NEW CRITICISM: Origin, Definition, Features

NEW CRITICISM: Origin, Definition, Features

 

ORIGIN OF NEW CRITICISM:

New criticism emerged as a reaction against the traditional 19th century criticism during the first half of the 20th century. It is a Post World War I Anglo-American literary critical theory. The term ‘New Criticism’ was coined by John Crowe Ransom when he published his ‘New Criticism’ in 1941 and then it came to be applied as a theory. This theory remained prominent in American literary criticism until late in the 1960s.

 

WHAT IS NEW CRITICISM?

It consisted of a group of critics who considered texts as autonomous and “closed”. They believed that everything that we need to understand about a work of art is within the text only.

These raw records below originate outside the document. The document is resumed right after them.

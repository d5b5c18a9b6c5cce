use std::collections::BTreeMap;

use crate::solver::equation::Equation;

/// Cheapest expression found for each reachable integer target.
///
/// Targets with no expression are absent. Iteration is always ascending.
#[derive(Debug, Clone, Default, PartialEq)]
pub struct SearchResult {
    digits: String,
    entries: BTreeMap<u32, Equation>,
}

impl SearchResult {
    pub fn from_equations(
        digits: impl Into<String>,
        entries: impl IntoIterator<Item = (u32, Equation)>,
    ) -> Self {
        Self {
            digits: digits.into(),
            entries: entries.into_iter().collect(),
        }
    }

    /// The digit string this result was computed for
    pub fn digits(&self) -> &str {
        &self.digits
    }

    pub fn get(&self, target: u32) -> Option<&Equation> {
        self.entries.get(&target)
    }

    pub fn contains(&self, target: u32) -> bool {
        self.entries.contains_key(&target)
    }

    pub fn len(&self) -> usize {
        self.entries.len()
    }

    pub fn is_empty(&self) -> bool {
        self.entries.is_empty()
    }

    pub fn iter(&self) -> impl Iterator<Item = (u32, &Equation)> {
        self.entries.iter().map(|(target, equation)| (*target, equation))
    }

    /// One `"<target> = <expression>"` line per reachable target
    pub fn lines(&self) -> Vec<String> {
        self.iter()
            .map(|(target, equation)| format!("{} = {}", target, equation.expression))
            .collect()
    }

    pub fn latex_lines(&self) -> Vec<String> {
        self.iter()
            .map(|(target, equation)| format!("{} = {}", target, equation.expression.to_latex()))
            .collect()
    }
}
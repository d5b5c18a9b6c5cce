use crate::expression::errors::ExpressionError;

/// `n!` for every `n` the factorial operator accepts
const FACTORIALS: [f64; 9] = [1., 1., 2., 6., 24., 120., 720., 5040., 40320.];

#[inline]
fn is_zero(value: f64) -> bool {
    value.abs() < f64::EPSILON
}

#[inline]
fn is_integer(value: f64) -> bool {
    if value.abs() > 2_f64.powi(52) {
        true
    } else {
        (value - value.round()).abs() < f64::EPSILON
    }
}

#[inline]
fn finite(value: f64) -> Result<f64, ExpressionError> {
    if value.is_finite() {
        Ok(value)
    } else {
        Err(ExpressionError::NonFinite)
    }
}

#[derive(Debug, Clone, Copy, PartialEq, Eq, Hash, PartialOrd, Ord)]
pub enum UnaryOp {
    Neg,
    Sqrt,
    Factorial,
}

impl UnaryOp {
    pub const ALL: [UnaryOp; 3] = [UnaryOp::Neg, UnaryOp::Sqrt, UnaryOp::Factorial];

    pub fn cost(self) -> u32 {
        match self {
            UnaryOp::Neg => 2,
            UnaryOp::Sqrt => 4,
            UnaryOp::Factorial => 6,
        }
    }

    /// Whether applying the operator to `value` gives `value` back:
    /// `√0`, `√1`, `1!`, `2!` and `-0`.
    pub fn is_identity(self, value: f64) -> bool {
        self.apply(value).is_ok_and(|result| result == value)
    }

    /// # Errors
    ///
    /// Fails for the square root of a negative number and for factorials
    /// outside `0..=8` or of non-integers.
    pub fn apply(self, value: f64) -> Result<f64, ExpressionError> {
        match self {
            UnaryOp::Neg => finite(-value),
            UnaryOp::Sqrt => {
                if value < 0.0 {
                    Err(ExpressionError::NegativeSqrt)
                } else {
                    finite(value.sqrt())
                }
            }
            UnaryOp::Factorial => {
                if value < 0.0 || !is_integer(value) {
                    return Err(ExpressionError::InvalidFactorial(value));
                }
                FACTORIALS
                    .get(value.round() as usize)
                    .copied()
                    .ok_or(ExpressionError::InvalidFactorial(value))
            }
        }
    }
}

#[derive(Debug, Clone, Copy, PartialEq, Eq, Hash, PartialOrd, Ord)]
pub enum BinaryOp {
    Add,
    Sub,
    Mul,
    Div,
    Pow,
}

impl BinaryOp {
    pub const ALL: [BinaryOp; 5] = [
        BinaryOp::Add,
        BinaryOp::Sub,
        BinaryOp::Mul,
        BinaryOp::Div,
        BinaryOp::Pow,
    ];

    pub fn cost(self) -> u32 {
        match self {
            BinaryOp::Add => 1,
            BinaryOp::Sub => 2,
            BinaryOp::Mul => 3,
            BinaryOp::Div => 4,
            BinaryOp::Pow => 6,
        }
    }

    pub fn symbol(self) -> &'static str {
        match self {
            BinaryOp::Add => "+",
            BinaryOp::Sub => "-",
            BinaryOp::Mul => "*",
            BinaryOp::Div => "/",
            BinaryOp::Pow => "^",
        }
    }

    /// # Errors
    ///
    /// Fails on division by zero, on a negative base with a fractional
    /// exponent and on results that overflow to infinity.
    pub fn apply(self, left: f64, right: f64) -> Result<f64, ExpressionError> {
        match self {
            BinaryOp::Add => finite(left + right),
            BinaryOp::Sub => finite(left - right),
            BinaryOp::Mul => finite(left * right),
            BinaryOp::Div => {
                if is_zero(right) {
                    Err(ExpressionError::DivisionByZero)
                } else {
                    finite(left / right)
                }
            }
            BinaryOp::Pow => {
                if left < 0.0 && !is_integer(right) {
                    Err(ExpressionError::ComplexResult)
                } else {
                    finite(left.powf(right))
                }
            }
        }
    }
}

#[cfg(test)]
mod tests_inner_helpers {
    use super::{is_integer, is_zero};

    #[test]
    fn test_is_zero() {
        assert!(is_zero(0.0));
        assert!(is_zero(-0.0));
        assert!(is_zero(f64::EPSILON / 2.0));
        assert!(!is_zero(f64::EPSILON * 2.0));
    }

    #[test]
    fn test_identity_applications() {
        use super::UnaryOp;

        assert!(UnaryOp::Sqrt.is_identity(0.0));
        assert!(UnaryOp::Sqrt.is_identity(1.0));
        assert!(!UnaryOp::Sqrt.is_identity(4.0));
        assert!(UnaryOp::Factorial.is_identity(1.0));
        assert!(UnaryOp::Factorial.is_identity(2.0));
        assert!(!UnaryOp::Factorial.is_identity(0.0));
        assert!(UnaryOp::Neg.is_identity(-0.0));
        assert!(!UnaryOp::Neg.is_identity(4.0));
    }

    #[test]
    fn test_is_integer() {
        assert!(is_integer(4.0));
        assert!(is_integer(-17.0));
        assert!(!is_integer(0.5));
        assert!(is_integer(2_f64.powi(53)));
    }
}
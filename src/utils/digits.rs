use log::debug;

/// Read a run of digits as a single literal.
///
/// Returns `None` for an empty run, for anything that is not made of ASCII
/// digits, and for multi-digit runs with a leading zero (`"04"` is not a
/// literal, `"0"` is).
pub fn literal_value(run: &str) -> Option<f64> {
    if run.is_empty() || !run.bytes().all(|b| b.is_ascii_digit()) {
        return None;
    }

    if run.len() > 1 && run.starts_with('0') {
        debug!("Rejecting literal with leading zero: '{}'", run);
        return None;
    }

    run.parse::<f64>().ok()
}

/// Every way of cutting `digits` into a non-empty prefix and suffix.
pub fn split_points(digits: &str) -> impl Iterator<Item = (&str, &str)> + '_ {
    (1..digits.len()).filter_map(move |mid| {
        let left = digits.get(..mid)?;
        let right = digits.get(mid..)?;
        Some((left, right))
    })
}
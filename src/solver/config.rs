use crate::expression::{BinaryOp, UnaryOp};

/// Configuration for expression search
#[derive(Debug, Clone)]
pub struct SolverConfig {
    /// Largest target reported in a [`SearchResult`](crate::SearchResult); the smallest is 0
    pub max_target: u32,
    /// How many times the unary operators are re-applied at every level
    pub unary_rounds: usize,
    /// Distance from an integer under which a value counts as that integer
    pub epsilon: f64,
    /// Intermediate values beyond this magnitude are dropped
    pub max_magnitude: f64,
    /// Longest digit string accepted
    pub max_digits: usize,
    pub unary_ops: Vec<UnaryOp>,
    pub binary_ops: Vec<BinaryOp>,
}

impl Default for SolverConfig {
    fn default() -> Self {
        Self {
            max_target: 1000,
            unary_rounds: 3,
            epsilon: 1e-9,
            max_magnitude: 1e12,
            max_digits: 5,
            unary_ops: UnaryOp::ALL.to_vec(),
            binary_ops: BinaryOp::ALL.to_vec(),
        }
    }
}
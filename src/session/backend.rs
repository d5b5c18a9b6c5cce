use crate::solver::ExpressionSolver;
use crate::worker::{PendingSearch, SearchWorker};

/// Something that can run a search for a [`SearchSession`](crate::SearchSession).
///
/// In-thread backends return a [`PendingSearch`] that is already settled;
/// threaded ones return immediately and settle later.
pub trait SearchBackend {
    fn dispatch(&self, digits: &str) -> PendingSearch;
}

impl SearchBackend for ExpressionSolver {
    fn dispatch(&self, digits: &str) -> PendingSearch {
        PendingSearch::ready(self.search(digits).map_err(Into::into))
    }
}

impl SearchBackend for SearchWorker {
    fn dispatch(&self, digits: &str) -> PendingSearch {
        self.submit(digits)
    }
}

impl<B: SearchBackend + ?Sized> SearchBackend for &B {
    fn dispatch(&self, digits: &str) -> PendingSearch {
        (**self).dispatch(digits)
    }
}
use log::debug;

use crate::expression::ast::Expression;
use crate::expression::errors::ExpressionError;

impl Expression {
    /// # Errors
    ///
    /// Returns the first operator domain error met while walking the tree:
    /// division by zero, a complex power, a negative square root, a
    /// factorial outside `0..=8`, or a non-finite intermediate value.
    pub fn evaluate(&self) -> Result<f64, ExpressionError> {
        let result = match self {
            Expression::Number(n) => Ok(*n),
            Expression::Unary(op, e) => {
                let value = e.evaluate()?;
                op.apply(value)
            }
            Expression::Binary(op, l, r) => {
                let left = l.evaluate()?;
                let right = r.evaluate()?;
                op.apply(left, right)
            }
        };

        if let Err(e) = &result {
            debug!("Evaluation of {} failed: {}", self, e);
        }

        result
    }
}
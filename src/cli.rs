use anyhow::{Context, Result};
use clap::{Parser, ValueEnum};
use four_fours::{
    BinaryOp, ExpressionSolver, SearchWorker, SolverConfig, UnaryOp, validate_digit_string,
};
use log::{info, warn};

/// Log level for the application
#[derive(Debug, Clone, ValueEnum)]
pub enum LogLevel {
    Error,
    Warn,
    Info,
    Debug,
    Trace,
}

impl LogLevel {
    pub fn to_log_level_filter(&self) -> log::LevelFilter {
        match self {
            LogLevel::Error => log::LevelFilter::Error,
            LogLevel::Warn => log::LevelFilter::Warn,
            LogLevel::Info => log::LevelFilter::Info,
            LogLevel::Debug => log::LevelFilter::Debug,
            LogLevel::Trace => log::LevelFilter::Trace,
        }
    }
}

#[derive(Debug, Clone, Copy, PartialEq, ValueEnum)]
pub enum UnaryArg {
    Neg,
    Sqrt,
    Factorial,
}

impl From<UnaryArg> for UnaryOp {
    fn from(arg: UnaryArg) -> Self {
        match arg {
            UnaryArg::Neg => UnaryOp::Neg,
            UnaryArg::Sqrt => UnaryOp::Sqrt,
            UnaryArg::Factorial => UnaryOp::Factorial,
        }
    }
}

#[derive(Debug, Clone, Copy, PartialEq, ValueEnum)]
pub enum BinaryArg {
    Add,
    Sub,
    Mul,
    Div,
    Pow,
}

impl From<BinaryArg> for BinaryOp {
    fn from(arg: BinaryArg) -> Self {
        match arg {
            BinaryArg::Add => BinaryOp::Add,
            BinaryArg::Sub => BinaryOp::Sub,
            BinaryArg::Mul => BinaryOp::Mul,
            BinaryArg::Div => BinaryOp::Div,
            BinaryArg::Pow => BinaryOp::Pow,
        }
    }
}

/// four-fours - List the cheapest expression for every target a digit string can reach
#[derive(Parser, Debug)]
#[command(name = "four-fours")]
#[command(
    about = "Find arithmetic expressions over a digit string for every integer target from 0 up"
)]
#[command(version)]
pub struct CliArgs {
    /// Digits to use, in order, each exactly once
    #[arg(default_value = "4444")]
    pub digit_string: String,

    /// Only look up this one target
    #[arg(short, long)]
    pub target: Option<f64>,

    /// Largest target to list
    #[arg(long, default_value_t = 1000)]
    pub max_target: u32,

    /// How many times unary operators are stacked at each level
    #[arg(long, default_value_t = 3)]
    pub unary_rounds: usize,

    /// Longest digit string to accept
    #[arg(long, default_value_t = 5)]
    pub max_digits: usize,

    /// Unary operators to use
    #[arg(
        long,
        value_enum,
        value_delimiter = ',',
        default_values_t = [UnaryArg::Neg, UnaryArg::Sqrt, UnaryArg::Factorial]
    )]
    pub unary: Vec<UnaryArg>,

    /// Disable unary operators entirely
    #[arg(long, conflicts_with = "unary")]
    pub no_unary: bool,

    /// Binary operators to use
    #[arg(
        long,
        value_enum,
        value_delimiter = ',',
        default_values_t = [BinaryArg::Add, BinaryArg::Sub, BinaryArg::Mul, BinaryArg::Div, BinaryArg::Pow]
    )]
    pub binary: Vec<BinaryArg>,

    /// Run the search on a dedicated worker thread
    #[arg(long)]
    pub worker: bool,

    /// Print expressions as LaTeX
    #[arg(long)]
    pub latex: bool,

    /// Log level (default: warn)
    #[arg(short, long, value_enum, default_value = "warn")]
    pub log_level: LogLevel,
}

/// Configuration for the CLI application
pub struct CliConfig {
    pub digit_string: String,
    pub target: Option<f64>,
    pub solver: SolverConfig,
    pub use_worker: bool,
    pub latex: bool,
    pub log_level: LogLevel,
}

impl CliConfig {
    /// # Errors
    ///
    /// Fails if the digit string is empty or contains non-digits.
    pub fn from_args(args: CliArgs) -> Result<Self> {
        validate_digit_string(&args.digit_string).context("Invalid digit string")?;

        let unary_ops = if args.no_unary {
            Vec::new()
        } else {
            args.unary.iter().copied().map(UnaryOp::from).collect()
        };

        let solver = SolverConfig {
            max_target: args.max_target,
            unary_rounds: args.unary_rounds,
            max_digits: args.max_digits,
            unary_ops,
            binary_ops: args.binary.iter().copied().map(BinaryOp::from).collect(),
            ..SolverConfig::default()
        };

        Ok(CliConfig {
            digit_string: args.digit_string,
            target: args.target,
            solver,
            use_worker: args.worker,
            latex: args.latex,
            log_level: args.log_level,
        })
    }
}

/// Parse command line arguments and return configuration
pub fn parse_args() -> Result<CliConfig> {
    CliConfig::from_args(CliArgs::parse())
}

/// Initialize logging based on the provided log level
pub fn init_logging(log_level: &LogLevel) -> Result<()> {
    env_logger::Builder::from_default_env()
        .filter_level(log_level.to_log_level_filter())
        .try_init()
        .context("Failed to initialize logging")?;
    Ok(())
}

/// Produce the lines to print for a configuration
pub fn render(config: &CliConfig) -> Result<Vec<String>> {
    if let Some(target) = config.target {
        let solver = ExpressionSolver::with_config(config.solver.clone());
        info!(
            "Searching for an expression using digits '{}' that equals {}",
            config.digit_string, target
        );
        let found = solver
            .find_expression(&config.digit_string, target)
            .context("Search failed")?;
        return Ok(match found {
            Some(equation) if config.latex => vec![equation.expression.to_latex()],
            Some(equation) => vec![equation.expression.to_string()],
            None => {
                warn!("No matching expression found");
                vec!["Unknown.".to_string()]
            }
        });
    }

    info!(
        "Searching targets 0..={} using digits '{}'",
        config.solver.max_target, config.digit_string
    );
    let result = if config.use_worker {
        let worker =
            SearchWorker::spawn(config.solver.clone()).context("Could not start search worker")?;
        worker
            .submit(config.digit_string.as_str())
            .wait()
            .context("Search failed")?
    } else {
        ExpressionSolver::with_config(config.solver.clone())
            .search(&config.digit_string)
            .context("Search failed")?
    };

    if result.is_empty() {
        warn!("No target in range is reachable");
    }
    Ok(if config.latex {
        result.latex_lines()
    } else {
        result.lines()
    })
}

/// Run the main application logic
pub fn run() -> Result<()> {
    let config = parse_args()?;

    init_logging(&config.log_level)?;

    for line in render(&config)? {
        println!("{}", line);
    }
    Ok(())
}

#[cfg(test)]
mod tests {
    use super::*;

    fn config_from(argv: &[&str]) -> Result<CliConfig> {
        let args = CliArgs::try_parse_from(argv)?;
        CliConfig::from_args(args)
    }

    #[test]
    fn test_defaults() {
        let config = config_from(&["four-fours"]);
        assert!(config.is_ok());
        if let Ok(config) = config {
            assert_eq!(config.digit_string, "4444");
            assert_eq!(config.target, None);
            assert_eq!(config.solver.max_target, 1000);
            assert_eq!(config.solver.max_digits, 5);
            assert_eq!(config.solver.unary_ops, UnaryOp::ALL.to_vec());
            assert_eq!(config.solver.binary_ops, BinaryOp::ALL.to_vec());
            assert!(!config.use_worker);
            assert!(matches!(config.log_level, LogLevel::Warn));
        }
    }

    #[test]
    fn test_operator_lists() {
        let config = config_from(&["four-fours", "123", "--unary", "sqrt", "--binary", "add,mul"]);
        assert!(config.is_ok());
        if let Ok(config) = config {
            assert_eq!(config.solver.unary_ops, vec![UnaryOp::Sqrt]);
            assert_eq!(config.solver.binary_ops, vec![BinaryOp::Add, BinaryOp::Mul]);
        }

        let config = config_from(&["four-fours", "--no-unary"]);
        assert!(matches!(config, Ok(ref c) if c.solver.unary_ops.is_empty()));
    }

    #[test]
    fn test_invalid_digits_rejected() {
        assert!(config_from(&["four-fours", "12a3"]).is_err());
        assert!(config_from(&["four-fours", ""]).is_err());
    }

    #[test]
    fn test_render_lists_targets() {
        let config = config_from(&["four-fours", "11", "--no-unary"]);
        assert!(config.is_ok());
        if let Ok(config) = config {
            let lines = render(&config);
            assert!(lines.is_ok());
            if let Ok(lines) = lines {
                assert_eq!(lines, vec!["0 = 1-1", "1 = 1*1", "2 = 1+1", "11 = 11"]);
            }
        }
    }

    #[test]
    fn test_render_single_target() {
        let config = config_from(&["four-fours", "44", "--target", "16"]);
        assert!(config.is_ok());
        if let Ok(config) = config {
            assert!(matches!(render(&config), Ok(ref lines) if lines == &["4*4"]));
        }

        let config = config_from(&["four-fours", "1", "--target", "7"]);
        assert!(config.is_ok());
        if let Ok(config) = config {
            assert!(matches!(render(&config), Ok(ref lines) if lines == &["Unknown."]));
        }
    }

    #[test]
    fn test_log_level_flag_sets_filter() {
        let cases = [
            ("error", log::LevelFilter::Error),
            ("info", log::LevelFilter::Info),
            ("trace", log::LevelFilter::Trace),
        ];
        for (flag, filter) in cases {
            let config = config_from(&["four-fours", "--log-level", flag]);
            assert!(config.is_ok(), "--log-level {} rejected", flag);
            if let Ok(config) = config {
                assert_eq!(config.log_level.to_log_level_filter(), filter);
            }
        }
        assert!(config_from(&["four-fours", "-l", "loud"]).is_err());
    }
}
use crate::utils::{UtilsError, literal_value, split_points, validate_digit_string};

#[test]
fn test_literal_value_whole_run() {
    assert_eq!(literal_value("4"), Some(4.0));
    assert_eq!(literal_value("44"), Some(44.0));
    assert_eq!(literal_value("0"), Some(0.0));
    assert_eq!(literal_value("1000"), Some(1000.0));
}

#[test]
fn test_literal_value_rejects_leading_zero() {
    assert_eq!(literal_value("04"), None);
    assert_eq!(literal_value("00"), None);
}

#[test]
fn test_literal_value_rejects_garbage() {
    assert_eq!(literal_value(""), None);
    assert_eq!(literal_value("4a"), None);
    assert_eq!(literal_value("-4"), None);
    assert_eq!(literal_value("4.5"), None);
}

#[test]
fn test_split_points_cover_every_cut() {
    let splits: Vec<_> = split_points("1234").collect();
    assert_eq!(splits, vec![("1", "234"), ("12", "34"), ("123", "4")]);
}

#[test]
fn test_split_points_single_digit_has_none() {
    assert_eq!(split_points("7").count(), 0);
    assert_eq!(split_points("").count(), 0);
}

#[test]
fn test_validate_digit_string_valid() {
    assert!(validate_digit_string("4444").is_ok());
    assert!(validate_digit_string("0").is_ok());
    assert!(validate_digit_string("1234567890").is_ok());
}

#[test]
fn test_validate_digit_string_invalid() {
    assert_eq!(validate_digit_string(""), Err(UtilsError::EmptyDigitString));
    assert_eq!(
        validate_digit_string("12a4"),
        Err(UtilsError::InvalidDigitString("12a4".to_string()))
    );
    assert!(validate_digit_string("12.45").is_err());
    assert!(validate_digit_string(" 44").is_err());
    assert!(validate_digit_string("４４").is_err());
}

We need not go anywhere to see the biographical, sociological, political connections. In short, they emphasized more on the close study of the text only.

 

MAJOR NEW CRITICS:

Allen Tate, Robert Penn Warren, J. C. Ransom, Cleanth Brooks, William Empson, T. S. Eliot and F.R. Leavis.

NEW CRITICISM THEORY:

1.   Surface reading of literature is insufficient. The critic has to examine different patterns of literary devices within the text.

2.   They excluded the author, the reader and the contexts in which the work is written.

3.   They avoided the study of the author, the social, cultural, political background in which the work is written.

4.   They laid emphasis on the close examination of the words, the diction, the meter, irony, paradoxes, images etc.

5.   They adopted a scientific and objective approach in their analysis of the work of art. They considered text as a “code” and did the task of “decoding” the “code”.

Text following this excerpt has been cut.